Yo siempre les digo lo mismo: ‘apuren terminando con los albergues’. Un albergue no puede convertirse en algo habitual, tiene que ser temporal. En su lugar, construyamos centros de reactivación poblacional, que es lo que dignifica a la gente. Se trata de generar pequeñas iniciativas donde las personas puedan desenvolverse solitas, sin que tengan que depender siempre de las ayudas humanitarias. Pero hablo desde lo que conozco, que son los volcanes. Otra cosa serán las inundaciones, otra cosa serán los terremotos… Yo hablo desde este campo, en el que nos hemos vuelto…

Un poco expertos.

Bueno, yo no diría que un poco. Tengo que presumir, conozco el tema. Me preparé, estudié, participé… Y lo viví.

Después de todo lo que habían conseguido, ¿qué hicieron con una población enterrada en ceniza?

Empezamos con el tema de la salud. Como ya contábamos con una base, gracias a los promotores del centro, lo que hicimos fue buscar un aval por parte del Ministerio para poder mandarlos a la Universidad a formarse en medicina. Estamos hablando de gente de nivel primario, campesinos. También quisimos entrar en el terreno del desarrollo económico, y lo hicimos a base de microcréditos. Con poco dinero, unos 300 dólares por familia, la gente ha ido logrando hacerse con su propio capitalito. Compran dos o tres cerdos, gallinas… Pero el gran sueño es que un día me digan ‘no necesitamos más’. Aunque sé que tardará, que éste es un proceso largo y que se necesita tiempo.

Llaman a Penipe “el pueblo de la solidaridad”.

¡Lo es! Cuando ya llevábamos un tiempo trabajando allí, empezaron a llegar discapacitados físicos y psíquicos de otras comunidades, ancianos que tampoco eran los nuestros… Y empezamos a darnos de que la cosa era más universal de lo que pensábamos. Penipe se ha convertido en un pueblo modelo porque su propuesta de desarrollo ha sido distinta. Ha sido integral.

Hablaste antes del cambio de nombre de CEBYCAM.

Pasó a llamarse Cebycam-CES. Nos quedamos con lo de Cebycam porque ya se le conocía con ese nombre. Pero sus siglas ahora significan ‘Centro de Desarrollo Humano, Cultura y Economía Solidaria’. Me gusta resaltar lo de ‘cultura’. La economía solidaria se da en culturas concretas, y la cultura tiene sus expresiones de solidaridad concretas. Que no me vengan a mí con que existen unas reglas prefabricadas de economía que tienen que ser impuestas a las culturas.

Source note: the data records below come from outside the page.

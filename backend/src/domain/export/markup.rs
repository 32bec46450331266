//! Printable HTML for one or more vouchers.
//!
//! Each voucher is a `<section class="voucher">`. Consecutive vouchers are
//! separated by a `<div class="page-break"></div>` which the stylesheet turns
//! into a forced page break, so a batch prints one voucher per page.

use std::fmt::Write;

use shared::Voucher;

use super::layout;

pub const PAGE_BREAK: &str = r#"<div class="page-break"></div>"#;

const STYLE: &str = "\
body { font-family: Helvetica, Arial, sans-serif; font-size: 12px; margin: 0; }
.voucher { border: 2px solid #1f2937; padding: 24px; margin: 16px; }
.voucher .reference { text-align: right; font-size: 11px; margin-bottom: 16px; }
.voucher header { text-align: center; border-bottom: 2px solid #1f2937; }
.voucher header { padding-bottom: 16px; margin-bottom: 16px; }
.voucher .parties { display: flex; justify-content: space-between; margin-bottom: 16px; }
.voucher table { width: 100%; border-collapse: collapse; margin-bottom: 16px; }
.voucher th, .voucher td { border: 1px solid #1f2937; padding: 6px; }
.voucher th { background: #f3f4f6; }
.voucher td.amount, .voucher td.total { text-align: right; }
.voucher tr.total td { font-weight: bold; background: #e5e7eb; }
.voucher .signatories { display: flex; border: 1px solid #1f2937; }
.voucher .signatory { flex: 1; padding: 12px; text-align: center; }
.voucher .signatory img { max-height: 48px; max-width: 100%; }
.page-break { page-break-after: always; break-after: page; }
";

/// Full HTML document for `vouchers`, in the given order
pub fn render_document(vouchers: &[Voucher]) -> String {
    let body = vouchers
        .iter()
        .map(render_voucher)
        .collect::<Vec<_>>()
        .join(&format!("\n{}\n", PAGE_BREAK));

    format!(
        "<!DOCTYPE html>\n<html>\n<head>\n<meta charset=\"utf-8\">\n<title>Payment Voucher</title>\n<style>\n{}</style>\n</head>\n<body>\n{}\n</body>\n</html>\n",
        STYLE, body
    )
}

fn render_voucher(voucher: &Voucher) -> String {
    let mut html = String::new();
    let company = voucher.company;

    // Writing into a String cannot fail.
    let _ = writeln!(
        html,
        r#"<section class="voucher" data-pv-number="{}">"#,
        escape(&voucher.pv_number)
    );
    let _ = writeln!(
        html,
        r#"<div class="reference">{}</div>"#,
        escape(&layout::pv_reference(voucher))
    );
    let _ = writeln!(
        html,
        "<header><div>{}</div><strong>{}</strong><div>{}</div></header>",
        escape(&layout::title(voucher)),
        escape(company.legal_name()),
        escape(company.registration())
    );
    let _ = writeln!(
        html,
        r#"<div class="parties"><div><b>Pay To:</b> {}</div><div><b>Date:</b> {}</div></div>"#,
        if voucher.pay_to.is_empty() {
            "_________________".to_string()
        } else {
            escape(&voucher.pay_to)
        },
        escape(&voucher.date)
    );

    html.push_str(r#"<div class="payment"><b>Payment by:</b> "#);
    for (label, checked) in layout::payment_boxes(voucher.payment_method) {
        let _ = write!(
            html,
            r#"<label><input type="checkbox" disabled{}> {}</label> "#,
            if checked { " checked" } else { "" },
            label
        );
    }
    if let Some(detail) = layout::payment_detail(voucher) {
        let _ = write!(html, "<div>{}</div>", escape(&detail));
    }
    html.push_str("</div>\n");

    html.push_str("<table>\n<thead><tr>");
    for header in layout::ITEM_HEADERS {
        let _ = write!(html, "<th>{}</th>", header);
    }
    html.push_str("</tr></thead>\n<tbody>\n");
    for (index, item) in voucher.items.iter().enumerate() {
        let _ = writeln!(
            html,
            r#"<tr><td>{}</td><td>{}</td><td>{}</td><td class="amount">{}</td></tr>"#,
            index + 1,
            escape(&item.description),
            escape(&item.inv_no),
            escape(&layout::item_amount(item))
        );
    }
    let _ = writeln!(
        html,
        r#"<tr class="total"><td colspan="3" class="total">TOTAL RM</td><td class="total">{}</td></tr>"#,
        layout::money(voucher.total_amount)
    );
    html.push_str("</tbody>\n</table>\n");

    html.push_str(r#"<div class="signatories">"#);
    let signatories = [
        (&voucher.prepared_by, &voucher.prepared_sig),
        (&voucher.approved_by, &voucher.approved_sig),
        (&voucher.received_by, &voucher.received_sig),
    ];
    for (header, (name, signature)) in layout::SIGNATORY_HEADERS.iter().zip(signatories) {
        let _ = write!(html, r#"<div class="signatory"><b>{}</b>"#, header);
        if let Some(image) = signature.as_deref().filter(|s| s.starts_with("data:image/")) {
            let _ = write!(html, r#"<img src="{}" alt="Signature">"#, escape(image));
        }
        let _ = write!(html, "<div>{}</div></div>", escape(name));
    }
    html.push_str("</div>\n</section>");

    html
}

fn escape(text: &str) -> String {
    let mut escaped = String::with_capacity(text.len());
    for c in text.chars() {
        match c {
            '&' => escaped.push_str("&amp;"),
            '<' => escaped.push_str("&lt;"),
            '>' => escaped.push_str("&gt;"),
            '"' => escaped.push_str("&quot;"),
            '\'' => escaped.push_str("&#39;"),
            _ => escaped.push(c),
        }
    }
    escaped
}

#[cfg(test)]
mod tests {
    use super::*;
    use crate::storage::file::test_utils::sample_voucher;

    #[test]
    fn test_batch_has_one_section_per_voucher_and_breaks_between() {
        let vouchers = vec![
            sample_voucher("MI-0001", "Alice"),
            sample_voucher("NES-0002", "Bob"),
            sample_voucher("MI-0003", "Carol"),
        ];

        let html = render_document(&vouchers);

        assert_eq!(html.matches(r#"<section class="voucher""#).count(), 3);
        assert_eq!(html.matches(PAGE_BREAK).count(), 2);
        assert!(html.find("MI-0001").unwrap() < html.find("NES-0002").unwrap());
        assert!(html.contains("NES SOLUTION &amp; NETWORK SDN BHD"));
    }

    #[test]
    fn test_single_voucher_has_no_page_break() {
        let html = render_document(&[sample_voucher("MI-0001", "Alice")]);

        assert!(!html.contains(PAGE_BREAK));
        assert!(html.contains("PV No: MI-0001 / 03 / 2025"));
        assert!(html.contains("TOTAL RM"));
        assert!(html.contains("100.00"));
    }

    #[test]
    fn test_user_text_is_escaped() {
        let mut voucher = sample_voucher("MI-0001", "<script>alert(1)</script>");
        voucher.approved_sig = Some("javascript:alert(1)".to_string());

        let html = render_document(&[voucher]);

        assert!(!html.contains("<script>"));
        assert!(html.contains("&lt;script&gt;"));
        assert!(!html.contains("javascript:"));
    }
}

Reglas prefabricadas… ¿del sistema?

Sí. El sistema está encaminado hacia la reducción de la persona. Nos hacen pro-consumistas: tienes que comprar el piso, el móvil, el ordenador, el coche… Y al año siguiente, lo mismo: cambia de móvil, de piso, de ordenador… Es como estar atrapado en una tela de araña. Pero la gente ya se está agotando. ¿Dónde está mi libertad? ¿Dónde está mi vida? Hemos ido dejando atrás los valores para quedarnos enfrascados en el consumo. Tenemos que aprender a liberarnos de esta socie… suciedad. De esta suciedad.